_REQUIRED WORK_:
Please write out each entry that follows, keeping it exactly the same.

+++ INFORMATION PROVIDED

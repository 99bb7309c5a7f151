//! Fine model and related types

use chrono::NaiveDate;
use rust_decimal::Decimal;
use serde::{Deserialize, Serialize};
use sqlx::FromRow;
use utoipa::ToSchema;

/// Fine model from database.
///
/// Invariants: `amount > 0` (zero-amount fines are never recorded) and
/// `payment_date` is set iff `paid` is true. PAID is terminal.
#[derive(Debug, Clone, Serialize, Deserialize, FromRow, ToSchema)]
pub struct Fine {
    pub fine_id: i32,
    pub loan_id: i32,
    pub amount: Decimal,
    pub description: Option<String>,
    pub paid: bool,
    pub payment_date: Option<NaiveDate>,
}

/// Fine with the title of the book whose late return caused it
#[derive(Debug, Clone, Serialize, Deserialize, FromRow, ToSchema)]
pub struct FineDetails {
    pub fine_id: i32,
    pub loan_id: i32,
    pub title: String,
    pub amount: Decimal,
    pub description: Option<String>,
    pub paid: bool,
    pub payment_date: Option<NaiveDate>,
}
//! User model, roles, and JWT claims

use chrono::NaiveDate;
use serde::{Deserialize, Serialize};
use sqlx::{Decode, Encode, FromRow, Postgres};
use utoipa::ToSchema;
use validator::Validate;

use crate::error::AppError;

/// User roles
#[derive(Debug, Clone, Copy, PartialEq, Eq, Serialize, Deserialize, ToSchema)]
#[serde(rename_all = "lowercase")]
pub enum UserRole {
    Member,
    Admin,
}

impl UserRole {
    pub fn as_str(&self) -> &'static str {
        match self {
            UserRole::Member => "member",
            UserRole::Admin => "admin",
        }
    }
}

impl std::fmt::Display for UserRole {
    fn fmt(&self, f: &mut std::fmt::Formatter<'_>) -> std::fmt::Result {
        write!(f, "{}", self.as_str())
    }
}

impl std::str::FromStr for UserRole {
    type Err = String;

    fn from_str(s: &str) -> Result<Self, Self::Err> {
        match s.to_lowercase().as_str() {
            "member" => Ok(UserRole::Member),
            "admin" => Ok(UserRole::Admin),
            _ => Err(format!("Invalid user role: {}", s)),
        }
    }
}

// SQLx conversion for UserRole (stored as TEXT)
impl sqlx::Type<Postgres> for UserRole {
    fn type_info() -> sqlx::postgres::PgTypeInfo {
        <String as sqlx::Type<Postgres>>::type_info()
    }
}

impl<'r> Decode<'r, Postgres> for UserRole {
    fn decode(value: sqlx::postgres::PgValueRef<'r>) -> Result<Self, sqlx::error::BoxDynError> {
        let s: String = Decode::<Postgres>::decode(value)?;
        s.parse().map_err(|e: String| e.into())
    }
}

impl Encode<'_, Postgres> for UserRole {
    fn encode_by_ref(&self, buf: &mut sqlx::postgres::PgArgumentBuffer) -> sqlx::encode::IsNull {
        let s = self.as_str().to_string();
        <String as Encode<Postgres>>::encode(s, buf)
    }
}

/// User model from database
#[derive(Debug, Clone, Serialize, Deserialize, FromRow, ToSchema)]
pub struct User {
    pub user_id: i32,
    pub first_name: String,
    pub last_name: String,
    pub email: String,
    /// Hashed password (argon2)
    #[serde(skip_serializing)]
    pub password_hash: String,
    pub role: UserRole,
    pub registration_date: NaiveDate,
}

/// Sign-up request (always creates a member account)
#[derive(Debug, Deserialize, Validate, ToSchema)]
pub struct Signup {
    #[validate(length(min = 1, max = 50, message = "first name must be 1-50 characters"))]
    pub first_name: String,
    #[validate(length(min = 1, max = 50, message = "last name must be 1-50 characters"))]
    pub last_name: String,
    #[validate(email(message = "invalid email address"))]
    pub email: String,
    #[validate(length(min = 8, message = "password must be at least 8 characters"))]
    pub password: String,
}

/// Profile update request; password change requires the current password
#[derive(Debug, Deserialize, Validate, ToSchema)]
pub struct UpdateProfile {
    #[validate(length(min = 1, max = 50, message = "first name must be 1-50 characters"))]
    pub first_name: String,
    #[validate(length(min = 1, max = 50, message = "last name must be 1-50 characters"))]
    pub last_name: String,
    #[validate(email(message = "invalid email address"))]
    pub email: String,
    pub current_password: Option<String>,
    #[validate(length(min = 8, message = "password must be at least 8 characters"))]
    pub new_password: Option<String>,
}

/// JWT claims: the authenticated identity threaded into every operation
#[derive(Debug, Clone, Serialize, Deserialize)]
pub struct UserClaims {
    pub sub: String,
    pub user_id: i32,
    pub role: UserRole,
    pub exp: i64,
    pub iat: i64,
}

impl UserClaims {
    /// Create a new JWT token
    pub fn create_token(&self, secret: &str) -> Result<String, jsonwebtoken::errors::Error> {
        use jsonwebtoken::{encode, EncodingKey, Header};
        encode(
            &Header::default(),
            self,
            &EncodingKey::from_secret(secret.as_bytes()),
        )
    }

    /// Parse JWT token
    pub fn from_token(token: &str, secret: &str) -> Result<Self, jsonwebtoken::errors::Error> {
        use jsonwebtoken::{decode, DecodingKey, Validation};
        let token_data = decode::<Self>(
            token,
            &DecodingKey::from_secret(secret.as_bytes()),
            &Validation::default(),
        )?;
        Ok(token_data.claims)
    }

    // Authorization checks

    pub fn require_admin(&self) -> Result<(), AppError> {
        if self.role == UserRole::Admin {
            Ok(())
        } else {
            Err(AppError::Authorization(
                "Administrator access required".to_string(),
            ))
        }
    }

    /// Members may only act on their own records; admins on anyone's.
    pub fn require_self_or_admin(&self, user_id: i32) -> Result<(), AppError> {
        if self.user_id == user_id || self.role == UserRole::Admin {
            Ok(())
        } else {
            Err(AppError::Authorization(
                "Cannot act on another user's records".to_string(),
            ))
        }
    }
}

#[cfg(test)]
mod tests {
    use super::*;
    use chrono::Utc;

    fn claims(role: UserRole) -> UserClaims {
        let now = Utc::now().timestamp();
        UserClaims {
            sub: "reader@library.local".to_string(),
            user_id: 7,
            role,
            exp: now + 3600,
            iat: now,
        }
    }

    #[test]
    fn token_round_trip() {
        let claims = claims(UserRole::Member);
        let token = claims.create_token("test-secret").unwrap();
        let parsed = UserClaims::from_token(&token, "test-secret").unwrap();
        assert_eq!(parsed.user_id, 7);
        assert_eq!(parsed.role, UserRole::Member);
    }

    #[test]
    fn token_rejects_wrong_secret() {
        let token = claims(UserRole::Member).create_token("test-secret").unwrap();
        assert!(UserClaims::from_token(&token, "other-secret").is_err());
    }

    #[test]
    fn member_cannot_act_on_other_user() {
        let claims = claims(UserRole::Member);
        assert!(claims.require_self_or_admin(7).is_ok());
        assert!(claims.require_self_or_admin(8).is_err());
        assert!(claims.require_admin().is_err());
    }

    #[test]
    fn admin_can_act_on_any_user() {
        let claims = claims(UserRole::Admin);
        assert!(claims.require_self_or_admin(8).is_ok());
        assert!(claims.require_admin().is_ok());
    }
}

++++++

_RESPONSE AREA_:
repository 99bb7309c5a7f151
//! Fine model and related types

use chrono::NaiveDate;
use rust_decimal::Decimal;
use serde::{Deserialize, Serialize};
use sqlx::FromRow;
use utoipa::ToSchema;

/// Fine model from database.
///
/// Invariants: `amount > 0` (zero-amount fines are never recorded) and
/// `payment_date` is set iff `paid` is true. PAID is terminal.
#[derive(Debug, Clone, Serialize, Deserialize, FromRow, ToSchema)]
pub struct Fine {
    pub fine_id: i32,
    pub loan_id: i32,
    pub amount: Decimal,
    pub description: Option<String>,
    pub paid: bool,
    pub payment_date: Option<NaiveDate>,
}

/// Fine with the title of the book whose late return caused it
#[derive(Debug, Clone, Serialize, Deserialize, FromRow, ToSchema)]
pub struct FineDetails {
    pub fine_id: i32,
    pub loan_id: i32,
    pub title: String,
    pub amount: Decimal,
    pub description: Option<String>,
    pub paid: bool,
    pub payment_date: Option<NaiveDate>,
}
//! User model, roles, and JWT claims

use chrono::NaiveDate;
use serde::{Deserialize, Serialize};
use sqlx::{Decode, Encode, FromRow, Postgres};
use utoipa::ToSchema;
use validator::Validate;

use crate::error::AppError;

/// User roles
#[derive(Debug, Clone, Copy, PartialEq, Eq, Serialize, Deserialize, ToSchema)]
#[serde(rename_all = "lowercase")]
pub enum UserRole {
    Member,
    Admin,
}

impl UserRole {
    pub fn as_str(&self) -> &'static str {
        match self {
            UserRole::Member => "member",
            UserRole::Admin => "admin",
        }
    }
}

impl std::fmt::Display for UserRole {
    fn fmt(&self, f: &mut std::fmt::Formatter<'_>) -> std::fmt::Result {
        write!(f, "{}", self.as_str())
    }
}

impl std::str::FromStr for UserRole {
    type Err = String;

    fn from_str(s: &str) -> Result<Self, Self::Err> {
        match s.to_lowercase().as_str() {
            "member" => Ok(UserRole::Member),
            "admin" => Ok(UserRole::Admin),
            _ => Err(format!("Invalid user role: {}", s)),
        }
    }
}

// SQLx conversion for UserRole (stored as TEXT)
impl sqlx::Type<Postgres> for UserRole {
    fn type_info() -> sqlx::postgres::PgTypeInfo {
        <String as sqlx::Type<Postgres>>::type_info()
    }
}

impl<'r> Decode<'r, Postgres> for UserRole {
    fn decode(value: sqlx::postgres::PgValueRef<'r>) -> Result<Self, sqlx::error::BoxDynError> {
        let s: String = Decode::<Postgres>::decode(value)?;
        s.parse().map_err(|e: String| e.into())
    }
}

impl Encode<'_, Postgres> for UserRole {
    fn encode_by_ref(&self, buf: &mut sqlx::postgres::PgArgumentBuffer) -> sqlx::encode::IsNull {
        let s = self.as_str().to_string();
        <String as Encode<Postgres>>::encode(s, buf)
    }
}

/// User model from database
#[derive(Debug, Clone, Serialize, Deserialize, FromRow, ToSchema)]
pub struct User {
    pub user_id: i32,
    pub first_name: String,
    pub last_name: String,
    pub email: String,
    /// Hashed password (argon2)
    #[serde(skip_serializing)]
    pub password_hash: String,
    pub role: UserRole,
    pub registration_date: NaiveDate,
}

/// Sign-up request (always creates a member account)
#[derive(Debug, Deserialize, Validate, ToSchema)]
pub struct Signup {
    #[validate(length(min = 1, max = 50, message = "first name must be 1-50 characters"))]
    pub first_name: String,
    #[validate(length(min = 1, max = 50, message = "last name must be 1-50 characters"))]
    pub last_name: String,
    #[validate(email(message = "invalid email address"))]
    pub email: String,
    #[validate(length(min = 8, message = "password must be at least 8 characters"))]
    pub password: String,
}

/// Profile update request; password change requires the current password
#[derive(Debug, Deserialize, Validate, ToSchema)]
pub struct UpdateProfile {
    #[validate(length(min = 1, max = 50, message = "first name must be 1-50 characters"))]
    pub first_name: String,
    #[validate(length(min = 1, max = 50, message = "last name must be 1-50 characters"))]
    pub last_name: String,
    #[validate(email(message = "invalid email address"))]
    pub email: String,
    pub current_password: Option<String>,
    #[validate(length(min = 8, message = "password must be at least 8 characters"))]
    pub new_password: Option<String>,
}

/// JWT claims: the authenticated identity threaded into every operation
#[derive(Debug, Clone, Serialize, Deserialize)]
pub struct UserClaims {
    pub sub: String,
    pub user_id: i32,
    pub role: UserRole,
    pub exp: i64,
    pub iat: i64,
}

impl UserClaims {
    /// Create a new JWT token
    pub fn create_token(&self, secret: &str) -> Result<String, jsonwebtoken::errors::Error> {
        use jsonwebtoken::{encode, EncodingKey, Header};
        encode(
            &Header::default(),
            self,
            &EncodingKey::from_secret(secret.as_bytes()),
        )
    }

    /// Parse JWT token
    pub fn from_token(token: &str, secret: &str) -> Result<Self, jsonwebtoken::errors::Error> {
        use jsonwebtoken::{decode, DecodingKey, Validation};
        let token_data = decode::<Self>(
            token,
            &DecodingKey::from_secret(secret.as_bytes()),
            &Validation::default(),
        )?;
        Ok(token_data.claims)
    }

    // Authorization checks

    pub fn require_admin(&self) -> Result<(), AppError> {
        if self.role == UserRole::Admin {
            Ok(())
        } else {
            Err(AppError::Authorization(
                "Administrator access required".to_string(),
            ))
        }
    }

    /// Members may only act on their own records; admins on anyone's.
    pub fn require_self_or_admin(&self, user_id: i32) -> Result<(), AppError> {
        if self.user_id == user_id || self.role == UserRole::Admin {
            Ok(())
        } else {
            Err(AppError::Authorization(
                "Cannot act on another user's records".to_string(),
            ))
        }
    }
}

#[cfg(test)]
mod tests {
    use super::*;
    use chrono::Utc;

    fn claims(role: UserRole) -> UserClaims {
        let now = Utc::now().timestamp();
        UserClaims {
            sub: "reader@library.local".to_string(),
            user_id: 7,
            role,
            exp: now + 3600,
            iat: now,
        }
    }

    #[test]
    fn token_round_trip() {
        let claims = claims(UserRole::Member);
        let token = claims.create_token("test-secret").unwrap();
        let parsed = UserClaims::from_token(&token, "test-secret").unwrap();
        assert_eq!(parsed.user_id, 7);
        assert_eq!(parsed.role, UserRole::Member);
    }

    #[test]
    fn token_rejects_wrong_secret() {
        let token = claims(UserRole::Member).create_token("test-secret").unwrap();
        assert!(UserClaims::from_token(&token, "other-secret").is_err());
    }

    #[test]
    fn member_cannot_act_on_other_user() {
        let claims = claims(UserRole::Member);
        assert!(claims.require_self_or_admin(7).is_ok());
        assert!(claims.require_self_or_admin(8).is_err());
        assert!(claims.require_admin().is_err());
    }

    #[test]
    fn admin_can_act_on_any_user() {
        let claims = claims(UserRole::Admin);
        assert!(claims.require_self_or_admin(8).is_ok());
        assert!(claims.require_admin().is_ok());
    }
}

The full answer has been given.